Wie geht es nun also weiter? Zunächst wird sich zeigen müssen, ob es Jacob Rees-Mogg gelingt seine Unterstützer zu mobilisieren und die notwendigen 48 Brief zusammenzubekommen. Gelingt dies, kommt es zunächst zu einer Abstimmung innerhalb der Konservativen Fraktion. Schafft es May eine einfache Mehrheit (158 Stimmen) zu erlangen, wäre sie zumindest für die kommenden 12 Monate sicher. Verliert sie die Abstimmung, müsste eine Neuwahl der Parteispitze angesetzt werden, in der zweimal pro Woche der jeweils unpopulärste Kandidat aus dem Rennen genommen wird, bis nur noch zwei Kandidaten übrig bleiben. Die finale Entscheidung liegt dann bei der Parteibasis. Wie lange dieser Prozess dauert, hängt von der Anzahl der Kandidaten ab. Gelingt es nicht, May durch einen parteiinternen Coup zu stürzen, wäre der einzig verbleibende Weg May zu entmachten ein Misstrauensvotum im Parlament - für das es dann allerdings einer 2/3-Mehrheit der Stimmen bedürfte. Sollte May ein solches Votum verlieren, hätten die Parteien 14 Tage Zeit um eine neue Regierung zu bilden. Scheitern sie, müssten Neuwahlen angesetzt werden. Ausschließen kann man angesichts der aktuellen chaotischen Verhältnisse in Westminster sicherlich keine dieser Optionen, klar ist jedoch auch, dass weiter Verzögerungen den Ratifizierungszeitplan in Frage stellen werden. Der britischen Regierung würde im Notfall eine andere Möglichkeit bleiben, als die EU um einen Aufschub zu bitten. Ob diesem Wunsch stattgegeben würde, steht auf einem anderen Blatt.

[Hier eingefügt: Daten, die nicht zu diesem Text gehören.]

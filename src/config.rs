//! Configuration management for DifyChat
//!
//! This module handles loading, parsing, validating, and managing
//! configuration from files, environment variables, and CLI overrides.

use crate::catalog::ValidationStrategy;
use crate::error::{DifyChatError, Result};
use serde::{Deserialize, Serialize};
use std::path::Path;

/// Main configuration structure for DifyChat
///
/// Every section has defaults, so an empty file (or no file at all) yields
/// a usable configuration for a local gateway.
#[derive(Debug, Clone, Default, Serialize, Deserialize)]
pub struct Config {
    /// Shared gateway the per-app requests are routed through
    #[serde(default)]
    pub gateway: GatewayConfig,
    /// Remote app catalog
    #[serde(default)]
    pub catalog: CatalogConfig,
    /// Static JSON manifests
    #[serde(default)]
    pub manifests: ManifestConfig,
    /// Debug-mode settings
    #[serde(default)]
    pub debug: DebugConfig,
    /// Login session settings
    #[serde(default)]
    pub session: SessionSettings,
    /// Conversation list settings
    #[serde(default)]
    pub conversations: ConversationSettings,
    /// Upload settings
    #[serde(default)]
    pub uploads: UploadSettings,
    /// Local storage settings
    #[serde(default)]
    pub storage: StorageConfig,
}

/// Gateway configuration
#[derive(Debug, Clone, Serialize, Deserialize)]
pub struct GatewayConfig {
    /// Base URL; a catalog app's requests go to `{base_url}/{app_id}`
    #[serde(default = "default_gateway_url")]
    pub base_url: String,

    /// Timeout for every HTTP request (seconds)
    #[serde(default = "default_timeout")]
    pub timeout_seconds: u64,
}

fn default_gateway_url() -> String {
    "http://localhost:8080/dify-chat/api".to_string()
}

fn default_timeout() -> u64 {
    30
}

impl Default for GatewayConfig {
    fn default() -> Self {
        Self {
            base_url: default_gateway_url(),
            timeout_seconds: default_timeout(),
        }
    }
}

/// Remote app catalog configuration
#[derive(Debug, Clone, Serialize, Deserialize)]
pub struct CatalogConfig {
    /// Catalog endpoint returning the app descriptors
    #[serde(default = "default_catalog_url")]
    pub url: String,

    /// How catalog entries are judged usable
    #[serde(default)]
    pub validation: ValidationStrategy,
}

fn default_catalog_url() -> String {
    "http://localhost:8080/dify-chat/api/apps".to_string()
}

impl Default for CatalogConfig {
    fn default() -> Self {
        Self {
            url: default_catalog_url(),
            validation: ValidationStrategy::default(),
        }
    }
}

/// Static manifest configuration
#[derive(Debug, Clone, Serialize, Deserialize)]
pub struct ManifestConfig {
    /// Directory URL holding `app_config.json`, `user_config.json` and
    /// `link_config.json`
    #[serde(default = "default_manifest_url")]
    pub base_url: String,
}

fn default_manifest_url() -> String {
    "http://localhost:8080/dify-chat".to_string()
}

impl Default for ManifestConfig {
    fn default() -> Self {
        Self {
            base_url: default_manifest_url(),
        }
    }
}

/// Debug-mode configuration
#[derive(Debug, Clone, Default, Serialize, Deserialize)]
pub struct DebugConfig {
    /// Pin debug mode on for every launch
    #[serde(default)]
    pub always: bool,
}

/// Login session configuration
#[derive(Debug, Clone, Serialize, Deserialize)]
pub struct SessionSettings {
    /// Hours between the login day's midnight and today's midnight after
    /// which the login expires
    #[serde(default = "default_expiry_hours")]
    pub expiry_hours: i64,

    /// Groups that see the external links
    #[serde(default = "default_internal_groups")]
    pub internal_groups: Vec<String>,
}

fn default_expiry_hours() -> i64 {
    24
}

fn default_internal_groups() -> Vec<String> {
    vec!["ADM".to_string()]
}

impl Default for SessionSettings {
    fn default() -> Self {
        Self {
            expiry_hours: default_expiry_hours(),
            internal_groups: default_internal_groups(),
        }
    }
}

/// Conversation list configuration
#[derive(Debug, Clone, Serialize, Deserialize)]
pub struct ConversationSettings {
    /// Name given to provisional conversations
    #[serde(default = "default_conversation_name")]
    pub default_name: String,

    /// Page size of the conversation list request
    #[serde(default = "default_list_limit")]
    pub list_limit: u32,
}

fn default_conversation_name() -> String {
    "New conversation".to_string()
}

fn default_list_limit() -> u32 {
    100
}

impl Default for ConversationSettings {
    fn default() -> Self {
        Self {
            default_name: default_conversation_name(),
            list_limit: default_list_limit(),
        }
    }
}

/// Upload configuration
#[derive(Debug, Clone, Serialize, Deserialize)]
pub struct UploadSettings {
    /// Interval between simulated progress steps (milliseconds)
    #[serde(default = "default_progress_tick")]
    pub progress_tick_ms: u64,
}

fn default_progress_tick() -> u64 {
    100
}

impl Default for UploadSettings {
    fn default() -> Self {
        Self {
            progress_tick_ms: default_progress_tick(),
        }
    }
}

/// Local storage configuration
#[derive(Debug, Clone, Default, Serialize, Deserialize)]
pub struct StorageConfig {
    /// Directory of the sled database; platform data dir when unset
    #[serde(default)]
    pub path: Option<String>,
}

impl Config {
    /// Load configuration from file with environment and CLI overrides
    ///
    /// # Arguments
    ///
    /// * `path` - Path to configuration file
    /// * `cli` - CLI arguments for overrides
    ///
    /// # Returns
    ///
    /// Returns the loaded and merged configuration
    ///
    /// # Errors
    ///
    /// Returns error if file cannot be read or parsed
    pub fn load(path: &str, cli: &crate::cli::Cli) -> Result<Self> {
        let mut config = if Path::new(path).exists() {
            Self::from_file(path)?
        } else {
            tracing::warn!("Config file not found at {}, using defaults", path);
            Self::default()
        };

        config.apply_env_vars();
        config.apply_cli_overrides(cli);

        Ok(config)
    }

    fn from_file(path: &str) -> Result<Self> {
        let contents = std::fs::read_to_string(path)
            .map_err(|e| DifyChatError::Config(format!("Failed to read config file: {}", e)))?;
        if contents.trim().is_empty() {
            return Ok(Self::default());
        }
        serde_yaml::from_str(&contents)
            .map_err(|e| DifyChatError::Config(format!("Failed to parse config: {}", e)).into())
    }

    fn apply_env_vars(&mut self) {
        if let Ok(url) = std::env::var("DIFYCHAT_GATEWAY_URL") {
            self.gateway.base_url = url;
        }

        if let Ok(timeout) = std::env::var("DIFYCHAT_TIMEOUT_SECONDS") {
            if let Ok(value) = timeout.parse() {
                self.gateway.timeout_seconds = value;
            } else {
                tracing::warn!("Invalid DIFYCHAT_TIMEOUT_SECONDS: {}", timeout);
            }
        }

        if let Ok(url) = std::env::var("DIFYCHAT_CATALOG_URL") {
            self.catalog.url = url;
        }

        if let Ok(strategy) = std::env::var("DIFYCHAT_CATALOG_VALIDATION") {
            self.catalog.validation = match strategy.to_lowercase().as_str() {
                "enabled_flag" => ValidationStrategy::EnabledFlag,
                "full" => ValidationStrategy::Full,
                _ => {
                    tracing::warn!("Invalid catalog validation: {}, using default", strategy);
                    ValidationStrategy::default()
                }
            };
        }

        if let Ok(url) = std::env::var("DIFYCHAT_MANIFEST_URL") {
            self.manifests.base_url = url;
        }

        if let Ok(always) = std::env::var("DIFYCHAT_DEBUG_MODE") {
            match always.to_lowercase().as_str() {
                "true" | "1" | "yes" => self.debug.always = true,
                "false" | "0" | "no" => self.debug.always = false,
                _ => tracing::warn!("Invalid DIFYCHAT_DEBUG_MODE: {}", always),
            }
        }

        if let Ok(hours) = std::env::var("DIFYCHAT_SESSION_EXPIRY_HOURS") {
            if let Ok(value) = hours.parse() {
                self.session.expiry_hours = value;
            } else {
                tracing::warn!("Invalid DIFYCHAT_SESSION_EXPIRY_HOURS: {}", hours);
            }
        }

        if let Ok(groups) = std::env::var("DIFYCHAT_INTERNAL_GROUPS") {
            self.session.internal_groups = groups
                .split(',')
                .map(|s| s.trim().to_string())
                .filter(|s| !s.is_empty())
                .collect();
        }

        if let Ok(path) = std::env::var("DIFYCHAT_STORE_PATH") {
            self.storage.path = Some(path);
        }
    }

    fn apply_cli_overrides(&mut self, cli: &crate::cli::Cli) {
        if let Some(path) = &cli.storage_path {
            self.storage.path = Some(path.clone());
        }
        if cli.verbose {
            tracing::debug!("Verbose mode enabled");
        }
    }

    /// Validate the configuration
    ///
    /// Ensures URLs parse and that numeric settings are within acceptable
    /// ranges.
    ///
    /// # Errors
    ///
    /// Returns error if any validation check fails
    pub fn validate(&self) -> Result<()> {
        check_url("gateway.base_url", &self.gateway.base_url)?;
        check_url("catalog.url", &self.catalog.url)?;
        check_url("manifests.base_url", &self.manifests.base_url)?;

        if self.gateway.timeout_seconds == 0 {
            return Err(DifyChatError::Config(
                "gateway.timeout_seconds must be greater than 0".to_string(),
            )
            .into());
        }

        if self.session.expiry_hours <= 0 {
            return Err(DifyChatError::Config(
                "session.expiry_hours must be greater than 0".to_string(),
            )
            .into());
        }

        if self.conversations.default_name.trim().is_empty() {
            return Err(DifyChatError::Config(
                "conversations.default_name cannot be empty".to_string(),
            )
            .into());
        }

        if self.conversations.list_limit == 0 || self.conversations.list_limit > 100 {
            return Err(DifyChatError::Config(
                "conversations.list_limit must be between 1 and 100".to_string(),
            )
            .into());
        }

        if self.uploads.progress_tick_ms == 0 {
            return Err(DifyChatError::Config(
                "uploads.progress_tick_ms must be greater than 0".to_string(),
            )
            .into());
        }

        Ok(())
    }
}

fn check_url(field: &str, value: &str) -> Result<()> {
    let parsed = url::Url::parse(value)
        .map_err(|e| DifyChatError::Config(format!("{} is not a valid URL: {}", field, e)))?;
    match parsed.scheme() {
        "http" | "https" => Ok(()),
        other => Err(DifyChatError::Config(format!(
            "{} must use http or https, got {}",
            field, other
        ))
        .into()),
    }
}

Bislang ist es Theresa May immer gelungen sich zu halten - aller Widrigkeiten zum Trotz. Schafft sie es auch dieses Mal, wird sie ihr Parlament im Dezember vor die Wahl stellen: mein Deal oder kein Deal. Ihr Kalkül dabei an die Verantwortung der Parlamentarier gegenüber ihren Wählern zu appellieren, könnte sogar aufgehen.